Programa de Investigación Ártica del Instituto de Geofísica de la UNAM. Asunto: ¡Felicidades, Elisa Garner!
Mi corazón dio un vuelco, una confirmación fría y clínica de mi ruta de escape. El puesto de investigación ambiental remota de varios años. Era real. Estaba sucediendo.
Recordé la entrevista, las interminables preguntas sobre mi resiliencia, mi capacidad para manejar el aislamiento. Tenía toda una vida de experiencia en ese departamento. El Ártico, con su vasta e implacable vacuidad, parecía el lugar perfecto para desaparecer. Para convertirme solo en una científica, no en una carga, no en una complicación.
Respondí rápidamente: "Aceptado". Mis dedos, aunque temblorosos, se movieron con una extraña certeza.
Por un breve y agonizante momento, mi pulgar se detuvo sobre el botón de enviar. Un destello de duda, el fantasma de un recuerdo, tiró de mi corazón. Quería volver a los viejos tiempos, al amor puro y sin complicaciones.
Mis ojos se posaron en mi laptop, todavía abierta en el escritorio de Leo. La vieja aplicación de diario. Hice clic en ella de nuevo, inconscientemente, buscando consuelo en el pasado.

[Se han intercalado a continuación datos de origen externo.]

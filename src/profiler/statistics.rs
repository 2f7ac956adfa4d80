//! Statistical primitives used by the dataset profiler.

use anyhow::Result;
use polars::prelude::*;

/// Extract the non-missing values of a column as finite f64s, in row order.
pub(crate) fn numeric_values(series: &Series) -> Result<Vec<f64>> {
    let casted = series.cast(&DataType::Float64)?;
    let ca = casted.f64()?;
    Ok(ca.into_iter().flatten().filter(|v| v.is_finite()).collect())
}

/// Percentile via linear interpolation on a sorted slice.
///
/// `q` is in [0, 1]. Returns `None` for an empty slice.
pub(crate) fn percentile(sorted: &[f64], q: f64) -> Option<f64> {
    if sorted.is_empty() {
        return None;
    }
    if sorted.len() == 1 {
        return Some(sorted[0]);
    }
    let pos = q.clamp(0.0, 1.0) * (sorted.len() - 1) as f64;
    let lo = pos.floor() as usize;
    let hi = pos.ceil() as usize;
    if lo == hi {
        return Some(sorted[lo]);
    }
    let frac = pos - lo as f64;
    Some(sorted[lo] + (sorted[hi] - sorted[lo]) * frac)
}

/// Arithmetic mean. Zero for an empty slice.
pub(crate) fn mean(values: &[f64]) -> f64 {
    if values.is_empty() {
        return 0.0;
    }
    values.iter().sum::<f64>() / values.len() as f64
}

/// Sample standard deviation (n - 1 denominator). Zero below two values.
pub(crate) fn std_dev(values: &[f64]) -> f64 {
    let n = values.len() as f64;
    if n <= 1.0 {
        return 0.0;
    }
    let m = mean(values);
    let variance = values.iter().map(|v| (v - m).powi(2)).sum::<f64>() / (n - 1.0);
    variance.sqrt()
}

/// Count values outside the IQR fences (Q1 - 1.5*IQR, Q3 + 1.5*IQR).
///
/// Quartiles are computed on the non-missing values handed in; fewer than
/// four values never count as outliers.
pub(crate) fn iqr_outlier_count(values: &[f64]) -> usize {
    if values.len() < 4 {
        return 0;
    }
    let mut sorted = values.to_vec();
    sorted.sort_by(|a, b| a.total_cmp(b));

    let (Some(q1), Some(q3)) = (percentile(&sorted, 0.25), percentile(&sorted, 0.75)) else {
        return 0;
    };
    let iqr = q3 - q1;
    let lower = q1 - 1.5 * iqr;
    let upper = q3 + 1.5 * iqr;

    values.iter().filter(|v| **v < lower || **v > upper).count()
}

La interfaz era vieja, familiar. "Nuestra Bitácora", la había llamado Leo. Me desplacé por las entradas antiguas, sus poemas juguetones, mis confesiones tímidas.
"Elisa, mi rayo de luna", decía una entrada de Leo, "haces mi mundo más brillante que todas las estrellas. Tuyo por siempre".
Una sonrisa frágil tocó mis labios, el recuerdo de un amor que se sentía tan real, tan verdadero. Cerré los ojos, dejando que el calor fantasma me inundara.